Aim to match water parameters — especially temperature, pH, and hardness — to those of your main tank. This reduces acclimation shock later and supports smoother transition.

Step 2: Acclimate the New Fish

Acclimation helps fish adjust gradually to new water chemistry and temperature. Never dump bag water into the tank — it may contain waste, medications, or pathogens.

  • Temperature Acclimation: Float the sealed bag on the surface of the quarantine tank for 15 minutes. Once temperatures equalize, gently net the fish out and place them in the tank — leave the bag water behind.
  • Drip Acclimation (recommended for sensitive or long-haul fish): Pour the fish and bag water into a clean bucket. Use airline tubing to siphon tank water slowly into the bucket — aim for one drip per second. After 15–30 minutes (when volume has roughly doubled), carefully net the fish into the tank.

Note: For fish shipped long distances — especially from online retailers — ammonia can build up in the bag, lowering pH and converting toxic ammonia into safer ammonium. Raising pH during drip acclimation reverses this process, risking ammonia toxicity. To prevent this, add a small dose of FurPetVo Ammonia Detoxifier to the bucket water before starting the drip.

Step 3: Observe Daily

This is the heart of quarantine. Watch closely for changes in appetite, breathing rate, swimming posture, color, and interaction with tankmates (if multiple fish are quarantined together). Note anything unusual — even subtle shifts — because early detection leads to faster, more effective intervention.

Signs of Illness to Watch For

  • Faded or patchy coloration
  • Clamped fins or rapid gill movement
  • Scratching against objects (“flashing”)
  • White spots, velvet-like film, or cottony growths
  • Lethargy, loss of appetite, or hovering near the surface
  • Cloudy eyes or bloating

When To Move Fish to the Main Tank

Wait a minimum of two weeks — four weeks is ideal for added safety. Only move fish if they’ve eaten consistently, show no signs of illness, and have stable water parameters in their quarantine tank.

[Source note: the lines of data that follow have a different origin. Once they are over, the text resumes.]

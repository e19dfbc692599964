// SPDX-License-Identifier: Apache-2.0
// © James Ross Ω FLYING•ROBOTS <https://github.com/flyingrobots>
//! Compositor (layer-hierarchy) snapshots.

use serde::{Deserialize, Serialize};

use crate::geometry::Rect;
use crate::time::Timestamp;
use crate::trace::{Trace, TraceEntry};

/// Trace of compositor snapshots.
pub type LayersTrace = Trace<LayerTraceEntry>;

/// A physical or virtual display.
#[derive(Debug, Clone, PartialEq, Eq, Serialize, Deserialize)]
pub struct Display {
    /// Display id.
    pub id: u64,
    /// Virtual displays (screen recording, casting) are ignored by most checks.
    #[serde(default)]
    pub is_virtual: bool,
    /// Display bounds.
    pub size: Rect,
}

/// One compositor layer.
#[derive(Debug, Clone, PartialEq, Eq, Serialize, Deserialize)]
pub struct Layer {
    /// Layer id, unique within one entry.
    pub id: i32,
    /// Layer name (component name plus instance suffix).
    pub name: String,
    /// Whether the layer contributes pixels.
    #[serde(default)]
    pub visible: bool,
    /// Bounds of the visible region.
    #[serde(default)]
    pub visible_region: Rect,
    /// Z-order; larger is on top.
    #[serde(default)]
    pub z: i32,
}

/// Full layer-hierarchy state at one instant.
#[derive(Debug, Clone, PartialEq, Eq, Serialize, Deserialize)]
pub struct LayerTraceEntry {
    /// Capture time.
    pub timestamp: Timestamp,
    /// Displays known to the compositor.
    #[serde(default)]
    pub displays: Vec<Display>,
    /// Layers in the hierarchy.
    #[serde(default)]
    pub layers: Vec<Layer>,
}

impl LayerTraceEntry {
    /// First layer whose name contains `name`.
    #[must_use]
    pub fn layer(&self, name: &str) -> Option<&Layer> {
        self.layers.iter().find(|l| l.name.contains(name))
    }

    /// Returns `true` if a layer matching `name` exists.
    #[must_use]
    pub fn exists(&self, name: &str) -> bool {
        self.layer(name).is_some()
    }

    /// Returns `true` if some layer matching `name` is visible.
    #[must_use]
    pub fn is_visible(&self, name: &str) -> bool {
        self.layers
            .iter()
            .any(|l| l.visible && l.name.contains(name))
    }

    /// Visible region of the first visible layer matching `name`.
    #[must_use]
    pub fn visible_region(&self, name: &str) -> Option<Rect> {
        self.layers
            .iter()
            .find(|l| l.visible && l.name.contains(name))
            .map(|l| l.visible_region)
    }

    /// Names of all visible layers, sorted.
    #[must_use]
    pub fn visible_layer_names(&self) -> Vec<&str> {
        let mut names: Vec<&str> = self
            .layers
            .iter()
            .filter(|l| l.visible)
            .map(|l| l.name.as_str())
            .collect();
        names.sort_unstable();
        names
    }

    /// Returns `true` if the union of visible layer regions covers `rect`.
    #[must_use]
    pub fn covers_region(&self, rect: Rect) -> bool {
        let parts: Vec<Rect> = self
            .layers
            .iter()
            .filter(|l| l.visible)
            .filter_map(|l| l.visible_region.intersection(&rect))
            .collect();
        if rect.is_empty() {
            return true;
        }
        // Split `rect` on every clipped edge; each resulting cell is either
        // fully inside some part or fully outside all of them.
        let mut xs: Vec<i32> = vec![rect.left, rect.right];
        let mut ys: Vec<i32> = vec![rect.top, rect.bottom];
        for p in &parts {
            xs.extend([p.left, p.right]);
            ys.extend([p.top, p.bottom]);
        }
        xs.sort_unstable();
        xs.dedup();
        ys.sort_unstable();
        ys.dedup();
        xs.windows(2).all(|x| {
            ys.windows(2).all(|y| {
                let cell = Rect::new(x[0], y[0], x[1], y[1]);
                parts.iter().any(|p| p.contains(&cell))
            })
        })
    }

    /// First non-virtual display.
    #[must_use]
    pub fn physical_display(&self) -> Option<&Display> {
        self.displays.iter().find(|d| !d.is_virtual)
    }
}

impl TraceEntry for LayerTraceEntry {
    fn timestamp(&self) -> Timestamp {
        self.timestamp
    }
}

Before transfer, perform a final visual health check and confirm ammonia and nitrite levels remain at zero.

Key Takeaways

  • Always quarantine new fish for at least two weeks — four weeks is strongly recommended.
  • A quarantine tank is a simple, bare-bottom system focused on observation and stability — not aesthetics.
  • Use proven methods like temperature or drip acclimation, and always avoid introducing bag water.
  • Monitor daily for behavioral and physical changes — your vigilance is the first line of defense.
  • Only introduce fish to your main tank once they’re eating well, active, and fully stable — and never before completing the full quarantine period.